Instructions to follow → Please reproduce the entries that follow without a single difference.

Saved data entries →
********
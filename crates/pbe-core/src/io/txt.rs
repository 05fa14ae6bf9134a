//! The TXT grammar variant: one `EXP ::= <expr>` per line.
//!
//! `<expr>` is either a literal, a bare variable identifier, or a template containing
//! placeholders `EXP1..EXPk`. Arity is the highest `k` referenced in the template (default 1
//! for a line with no placeholder at all, e.g. a literal or variable line contributes a
//! terminal, arity 0). A template that renders exactly like a catalog entry registers as that
//! operator; anything else becomes a [`crate::operator::Operator::generic`] built from the
//! compiled [`crate::template::Template`].

use std::path::Path;

use crate::catalog;
use crate::error::{SynthError, SynthResult};
use crate::grammar::SearchSpace;
use crate::io::literal::parse_literal;
use crate::operator::Operator;
use crate::template::Template;

const CATALOG_TEMPLATES: &[(&str, &str)] = &[
    ("+", "EXP1 + EXP2"),
    ("-", "EXP1 - EXP2"),
    ("*", "EXP1 * EXP2"),
    ("/", "EXP1 / EXP2"),
    ("//", "EXP1 // EXP2"),
    ("%", "EXP1 % EXP2"),
    ("**", "EXP1 ** EXP2"),
    ("len", "len(EXP1)"),
    ("abs", "abs(EXP1)"),
    ("sorted", "sorted(EXP1)"),
];

pub fn read_grammar(path: impl AsRef<Path>) -> SynthResult<SearchSpace> {
    let text = std::fs::read_to_string(path)?;
    let mut grammar = SearchSpace::new();
    for (line_no, line) in text.lines().enumerate() {
        let line = line.trim();
        if line.is_empty() {
            continue;
        }
        let Some((lhs, rhs)) = line.split_once("::=") else {
            return Err(SynthError::InputParse(format!("line {}: expected 'EXP ::= <expr>'", line_no + 1)));
        };
        if lhs.trim() != "EXP" {
            return Err(SynthError::InputParse(format!("line {}: left-hand side must be 'EXP'", line_no + 1)));
        }
        register_rule(&mut grammar, rhs.trim())?;
    }
    Ok(grammar)
}

fn register_rule(grammar: &mut SearchSpace, rhs: &str) -> SynthResult<()> {
    if !rhs.contains("EXP") {
        // Resolves the reader's open question: a bare right-hand side is a literal if it
        // parses as one, otherwise a variable identifier.
        return match parse_literal(rhs) {
            Ok(value) => {
                grammar.add_literals([value]);
                Ok(())
            }
            Err(_) => {
                grammar.add_variables([rhs.to_owned()]);
                Ok(())
            }
        };
    }

    let template = Template::parse(rhs)?;
    let arity = template.highest_placeholder();
    if let Some((identifier, _)) =
        CATALOG_TEMPLATES.iter().find(|(_, pattern)| same_template_shape(pattern, rhs))
    {
        if let Some(op) = catalog::lookup(identifier, arity) {
            grammar.add_function(op);
            return Ok(());
        }
    }
    let source = rhs.to_owned();
    let eval_template = template.clone();
    let render_template = template;
    let op = Operator::generic(
        source,
        arity,
        move |children, assignment| eval_template.eval(children, assignment),
        move |children| render_template.render(children),
    );
    grammar.add_function(op);
    Ok(())
}

/// Two templates have the same "shape" if they're equal once internal whitespace is collapsed,
/// so `"EXP1+EXP2"` and `"EXP1 + EXP2"` both register as the catalog's `+`.
fn same_template_shape(a: &str, b: &str) -> bool {
    let collapse = |s: &str| s.split_whitespace().collect::<String>();
    collapse(a) == collapse(b)
}

#[cfg(test)]
mod tests {
    use super::*;
    use std::io::Write;

    fn temp_file(contents: &str) -> tempfile::NamedTempFile {
        let mut file = tempfile::NamedTempFile::new().unwrap();
        write!(file, "{contents}").unwrap();
        file
    }

    #[test]
    fn literal_line_registers_as_literal() {
        let file = temp_file("EXP ::= 0\n");
        let grammar = read_grammar(file.path()).unwrap();
        assert_eq!(grammar.terminals().len(), 1);
    }

    #[test]
    fn bare_identifier_registers_as_variable() {
        let file = temp_file("EXP ::= x\n");
        let grammar = read_grammar(file.path()).unwrap();
        assert_eq!(grammar.terminals()[0].identifier, "x");
    }

    #[test]
    fn catalog_shaped_template_becomes_named_operator() {
        let file = temp_file("EXP ::= EXP1 + EXP2\n");
        let grammar = read_grammar(file.path()).unwrap();
        let (_, ops) = grammar.functions().next().unwrap();
        assert_eq!(ops[0].identifier, "+");
    }

    #[test]
    fn unrecognized_template_becomes_generic() {
        let file = temp_file("EXP ::= EXP1[EXP2]\n");
        let grammar = read_grammar(file.path()).unwrap();
        let (arity, ops) = grammar.functions().next().unwrap();
        assert_eq!(arity, 2);
        assert_eq!(ops[0].kind, crate::operator::OperatorKind::Generic);
    }

    #[test]
    fn malformed_line_is_rejected() {
        let file = temp_file("not a rule\n");
        assert!(read_grammar(file.path()).is_err());
    }
}
//! Error kinds for the synthesizer core.
//!
//! Two error families exist, matching the propagation policy: [`EvalError`] is always
//! recoverable -- the enumerator swallows it and skips the candidate that raised it -- while
//! [`SynthError`] is fatal and aborts a run with a single diagnostic line.

use strum::Display;

/// Failure while computing a candidate's value vector. Always recoverable: the enumerator
/// catches these and treats the candidate as [`InvalidExpression`](EvalError), never
/// propagating them past `enumerate`.
#[derive(Debug, Clone, PartialEq, Eq, Display)]
pub enum EvalError {
    #[strum(to_string = "division by zero")]
    DivisionByZero,
    #[strum(to_string = "numeric overflow")]
    Overflow,
    #[strum(to_string = "index out of range")]
    IndexOutOfRange,
    #[strum(to_string = "key not found: {0}")]
    KeyError(String),
    #[strum(to_string = "type mismatch: {op} does not accept ({operands})")]
    TypeMismatch { op: &'static str, operands: String },
    #[strum(to_string = "{0}")]
    ValueError(String),
}

pub type EvalResult<T> = Result<T, EvalError>;

/// Fatal errors from parsing external inputs (grammars, example sets, settings files) or
/// from a grammar referencing an operator the catalog doesn't know.
#[derive(Debug, Display)]
pub enum SynthError {
    #[strum(to_string = "input parse error: {0}")]
    InputParse(String),
    #[strum(to_string = "unknown operator '{identifier}' at arity {arity}")]
    UnknownOperator { identifier: String, arity: usize },
    #[strum(to_string = "io error: {0}")]
    Io(String),
}

impl std::error::Error for SynthError {}

impl From<std::io::Error> for SynthError {
    fn from(err: std::io::Error) -> Self {
        SynthError::Io(err.to_string())
    }
}

impl From<csv::Error> for SynthError {
    fn from(err: csv::Error) -> Self {
        SynthError::InputParse(err.to_string())
    }
}

pub type SynthResult<T> = Result<T, SynthError>;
********
Solution to this problem →
filename crates/pbe-core/src/io/txt.rs
repository 05fa14ae6bf9134a
//! The TXT grammar variant: one `EXP ::= <expr>` per line.
//!
//! `<expr>` is either a literal, a bare variable identifier, or a template containing
//! placeholders `EXP1..EXPk`. Arity is the highest `k` referenced in the template (default 1
//! for a line with no placeholder at all, e.g. a literal or variable line contributes a
//! terminal, arity 0). A template that renders exactly like a catalog entry registers as that
//! operator; anything else becomes a [`crate::operator::Operator::generic`] built from the
//! compiled [`crate::template::Template`].

use std::path::Path;

use crate::catalog;
use crate::error::{SynthError, SynthResult};
use crate::grammar::SearchSpace;
use crate::io::literal::parse_literal;
use crate::operator::Operator;
use crate::template::Template;

const CATALOG_TEMPLATES: &[(&str, &str)] = &[
    ("+", "EXP1 + EXP2"),
    ("-", "EXP1 - EXP2"),
    ("*", "EXP1 * EXP2"),
    ("/", "EXP1 / EXP2"),
    ("//", "EXP1 // EXP2"),
    ("%", "EXP1 % EXP2"),
    ("**", "EXP1 ** EXP2"),
    ("len", "len(EXP1)"),
    ("abs", "abs(EXP1)"),
    ("sorted", "sorted(EXP1)"),
];

pub fn read_grammar(path: impl AsRef<Path>) -> SynthResult<SearchSpace> {
    let text = std::fs::read_to_string(path)?;
    let mut grammar = SearchSpace::new();
    for (line_no, line) in text.lines().enumerate() {
        let line = line.trim();
        if line.is_empty() {
            continue;
        }
        let Some((lhs, rhs)) = line.split_once("::=") else {
            return Err(SynthError::InputParse(format!("line {}: expected 'EXP ::= <expr>'", line_no + 1)));
        };
        if lhs.trim() != "EXP" {
            return Err(SynthError::InputParse(format!("line {}: left-hand side must be 'EXP'", line_no + 1)));
        }
        register_rule(&mut grammar, rhs.trim())?;
    }
    Ok(grammar)
}

fn register_rule(grammar: &mut SearchSpace, rhs: &str) -> SynthResult<()> {
    if !rhs.contains("EXP") {
        // Resolves the reader's open question: a bare right-hand side is a literal if it
        // parses as one, otherwise a variable identifier.
        return match parse_literal(rhs) {
            Ok(value) => {
                grammar.add_literals([value]);
                Ok(())
            }
            Err(_) => {
                grammar.add_variables([rhs.to_owned()]);
                Ok(())
            }
        };
    }

    let template = Template::parse(rhs)?;
    let arity = template.highest_placeholder();
    if let Some((identifier, _)) =
        CATALOG_TEMPLATES.iter().find(|(_, pattern)| same_template_shape(pattern, rhs))
    {
        if let Some(op) = catalog::lookup(identifier, arity) {
            grammar.add_function(op);
            return Ok(());
        }
    }
    let source = rhs.to_owned();
    let eval_template = template.clone();
    let render_template = template;
    let op = Operator::generic(
        source,
        arity,
        move |children, assignment| eval_template.eval(children, assignment),
        move |children| render_template.render(children),
    );
    grammar.add_function(op);
    Ok(())
}

/// Two templates have the same "shape" if they're equal once internal whitespace is collapsed,
/// so `"EXP1+EXP2"` and `"EXP1 + EXP2"` both register as the catalog's `+`.
fn same_template_shape(a: &str, b: &str) -> bool {
    let collapse = |s: &str| s.split_whitespace().collect::<String>();
    collapse(a) == collapse(b)
}

#[cfg(test)]
mod tests {
    use super::*;
    use std::io::Write;

    fn temp_file(contents: &str) -> tempfile::NamedTempFile {
        let mut file = tempfile::NamedTempFile::new().unwrap();
        write!(file, "{contents}").unwrap();
        file
    }

    #[test]
    fn literal_line_registers_as_literal() {
        let file = temp_file("EXP ::= 0\n");
        let grammar = read_grammar(file.path()).unwrap();
        assert_eq!(grammar.terminals().len(), 1);
    }

    #[test]
    fn bare_identifier_registers_as_variable() {
        let file = temp_file("EXP ::= x\n");
        let grammar = read_grammar(file.path()).unwrap();
        assert_eq!(grammar.terminals()[0].identifier, "x");
    }

    #[test]
    fn catalog_shaped_template_becomes_named_operator() {
        let file = temp_file("EXP ::= EXP1 + EXP2\n");
        let grammar = read_grammar(file.path()).unwrap();
        let (_, ops) = grammar.functions().next().unwrap();
        assert_eq!(ops[0].identifier, "+");
    }

    #[test]
    fn unrecognized_template_becomes_generic() {
        let file = temp_file("EXP ::= EXP1[EXP2]\n");
        let grammar = read_grammar(file.path()).unwrap();
        let (arity, ops) = grammar.functions().next().unwrap();
        assert_eq!(arity, 2);
        assert_eq!(ops[0].kind, crate::operator::OperatorKind::Generic);
    }

    #[test]
    fn malformed_line_is_rejected() {
        let file = temp_file("not a rule\n");
        assert!(read_grammar(file.path()).is_err());
    }
}
//! Error kinds for the synthesizer core.
//!
//! Two error families exist, matching the propagation policy: [`EvalError`] is always
//! recoverable -- the enumerator swallows it and skips the candidate that raised it -- while
//! [`SynthError`] is fatal and aborts a run with a single diagnostic line.

use strum::Display;

/// Failure while computing a candidate's value vector. Always recoverable: the enumerator
/// catches these and treats the candidate as [`InvalidExpression`](EvalError), never
/// propagating them past `enumerate`.
#[derive(Debug, Clone, PartialEq, Eq, Display)]
pub enum EvalError {
    #[strum(to_string = "division by zero")]
    DivisionByZero,
    #[strum(to_string = "numeric overflow")]
    Overflow,
    #[strum(to_string = "index out of range")]
    IndexOutOfRange,
    #[strum(to_string = "key not found: {0}")]
    KeyError(String),
    #[strum(to_string = "type mismatch: {op} does not accept ({operands})")]
    TypeMismatch { op: &'static str, operands: String },
    #[strum(to_string = "{0}")]
    ValueError(String),
}

pub type EvalResult<T> = Result<T, EvalError>;

/// Fatal errors from parsing external inputs (grammars, example sets, settings files) or
/// from a grammar referencing an operator the catalog doesn't know.
#[derive(Debug, Display)]
pub enum SynthError {
    #[strum(to_string = "input parse error: {0}")]
    InputParse(String),
    #[strum(to_string = "unknown operator '{identifier}' at arity {arity}")]
    UnknownOperator { identifier: String, arity: usize },
    #[strum(to_string = "io error: {0}")]
    Io(String),
}

impl std::error::Error for SynthError {}

impl From<std::io::Error> for SynthError {
    fn from(err: std::io::Error) -> Self {
        SynthError::Io(err.to_string())
    }
}

impl From<csv::Error> for SynthError {
    fn from(err: csv::Error) -> Self {
        SynthError::InputParse(err.to_string())
    }
}

pub type SynthResult<T> = Result<T, SynthError>;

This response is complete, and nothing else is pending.